Problem details:
Write out the following listing's lines from the one with "#[derive(Debug, Clone, Eq, PartialEq, Ord, PartialOrd, Hash)]" to the one with "exist at once", exactly, with both included and no others.

########################################

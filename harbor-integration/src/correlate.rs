use crate::error::SocketError;
use fnv::FnvHashMap;
use smol_str::SmolStr;
use parking_lot::Mutex;
use std::{sync::Arc, time::Duration};
use tokio::sync::oneshot;

/// Unique identifier carried by an authenticated websocket request, used to correlate the
/// asynchronous response frame with its waiter.
#[derive(Debug, Clone, Eq, PartialEq, Ord, PartialOrd, Hash)]
pub struct RequestId(pub SmolStr);

impl RequestId {
    /// Generate a fresh random [`RequestId`].
    pub fn random() -> Self {
        Self(SmolStr::from(uuid::Uuid::new_v4().to_string()))
    }
}

impl AsRef<str> for RequestId {
    fn as_ref(&self) -> &str {
        &self.0
    }
}

impl std::fmt::Display for RequestId {
    fn fmt(&self, f: &mut std::fmt::Formatter<'_>) -> std::fmt::Result {
        write!(f, "{}", self.0)
    }
}

/// Correlates authenticated request ids with their response payloads.
///
/// A connection reader task calls [`resolve`](Self::resolve) for every response frame carrying a
/// request id; request issuers call [`register`](Self::register) before sending and then await
/// the returned waiter with [`wait`](Self::wait).
///
/// Bounded in two dimensions: at most `max_outstanding` unresolved waiters may exist at once
/// ([`SocketError::ResponseCapExceeded`] otherwise), and each wait is limited by the venue's
/// response check `timeout` ([`SocketError::ResponseTimeout`]).
#[derive(Debug, Clone)]
pub struct ResponseWaiters<Payload> {
    pending: Arc<Mutex<FnvHashMap<RequestId, oneshot::Sender<Payload>>>>,
    max_outstanding: usize,
    timeout: Duration,
}

impl<Payload> ResponseWaiters<Payload> {
    /// Construct a new [`ResponseWaiters`] with the provided outstanding cap and wait timeout.
    pub fn new(max_outstanding: usize, timeout: Duration) -> Self {
        Self {
            pending: Arc::new(Mutex::new(FnvHashMap::default())),
            max_outstanding,
            timeout,
        }
    }

    /// Register a fresh [`RequestId`], returning it with the receiver the issuer awaits.
    pub fn register(&self) -> Result<(RequestId, oneshot::Receiver<Payload>), SocketError> {
        let mut pending = self.pending.lock();
        if pending.len() >= self.max_outstanding {
            return Err(SocketError::ResponseCapExceeded {
                max: self.max_outstanding,
            });
        }

        let id = RequestId::random();
        let (tx, rx) = oneshot::channel();
        pending.insert(id.clone(), tx);
        Ok((id, rx))
    }

    /// Resolve the waiter registered for the provided [`RequestId`] with the response payload.
    ///
    /// Returns `false` if no waiter was registered (eg/ it already timed out).
    pub fn resolve(&self, id: &RequestId, payload: Payload) -> bool {
        let waiter = {
            let mut pending = self.pending.lock();
            pending.remove(id)
        };
        match waiter {
            Some(tx) => tx.send(payload).is_ok(),
            None => false,
        }
    }

    /// Await the response for a registered waiter, bounded by the response check timeout.
    pub async fn wait(
        &self,
        id: RequestId,
        rx: oneshot::Receiver<Payload>,
    ) -> Result<Payload, SocketError> {
        match tokio::time::timeout(self.timeout, rx).await {
            Ok(Ok(payload)) => Ok(payload),
            Ok(Err(_recv_error)) => Err(SocketError::Cancelled("response waiter dropped")),
            Err(_elapsed) => {
                let mut pending = self.pending.lock();
                pending.remove(&id);
                Err(SocketError::ResponseTimeout)
            }
        }
    }

    /// Drain every outstanding waiter, notifying them of shutdown by dropping their senders.
    ///
    /// Idempotent: draining an empty set is a no-op.
    pub fn drain(&self) {
        let mut pending = self.pending.lock();
        pending.clear();
    }

    /// Number of unresolved waiters.
    pub fn outstanding(&self) -> usize {
        self.pending.lock().len()
    }
}

#[cfg(test)]
mod tests {
    use super::*;

    #[tokio::test]
    async fn test_register_resolve_wait() {
        let waiters = ResponseWaiters::<&'static str>::new(4, Duration::from_secs(1));

        let (id, rx) = waiters.register().unwrap();
        assert_eq!(waiters.outstanding(), 1);

        assert!(waiters.resolve(&id, "pong"));
        assert_eq!(waiters.wait(id, rx).await.unwrap(), "pong");
        assert_eq!(waiters.outstanding(), 0);
    }

    #[tokio::test]
    async fn test_outstanding_cap() {
        let waiters = ResponseWaiters::<()>::new(1, Duration::from_secs(1));

        let _first = waiters.register().unwrap();
        assert!(matches!(
            waiters.register(),
            Err(SocketError::ResponseCapExceeded { max: 1 })
        ));
    }

    #[tokio::test]
    async fn test_wait_times_out_and_releases_slot() {
        let waiters = ResponseWaiters::<()>::new(1, Duration::from_millis(5));

        let (id, rx) = waiters.register().unwrap();
        assert!(matches!(
            waiters.wait(id, rx).await,
            Err(SocketError::ResponseTimeout)
        ));
        assert_eq!(waiters.outstanding(), 0);
    }

    #[tokio::test]
    async fn test_drain_cancels_waiters() {
        let waiters = ResponseWaiters::<()>::new(4, Duration::from_secs(1));

        let (id, rx) = waiters.register().unwrap();
        waiters.drain();
        assert!(matches!(
            waiters.wait(id, rx).await,
            Err(SocketError::Cancelled(_))
        ));
        // drain is idempotent
        waiters.drain();
    }
}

########################################

Your solution:
#[derive(Debug, Clone, Eq, PartialEq, Ord, PartialOrd, Hash)]
pub struct RequestId(pub SmolStr);

impl RequestId {
    /// Generate a fresh random [`RequestId`].
    pub fn random() -> Self {
        Self(SmolStr::from(uuid::Uuid::new_v4().to_string()))
    }
}

impl AsRef<str> for RequestId {
    fn as_ref(&self) -> &str {
        &self.0
    }
}

impl std::fmt::Display for RequestId {
    fn fmt(&self, f: &mut std::fmt::Formatter<'_>) -> std::fmt::Result {
        write!(f, "{}", self.0)
    }
}

/// Correlates authenticated request ids with their response payloads.
///
/// A connection reader task calls [`resolve`](Self::resolve) for every response frame carrying a
/// request id; request issuers call [`register`](Self::register) before sending and then await
/// the returned waiter with [`wait`](Self::wait).
///
/// Bounded in two dimensions: at most `max_outstanding` unresolved waiters may exist at once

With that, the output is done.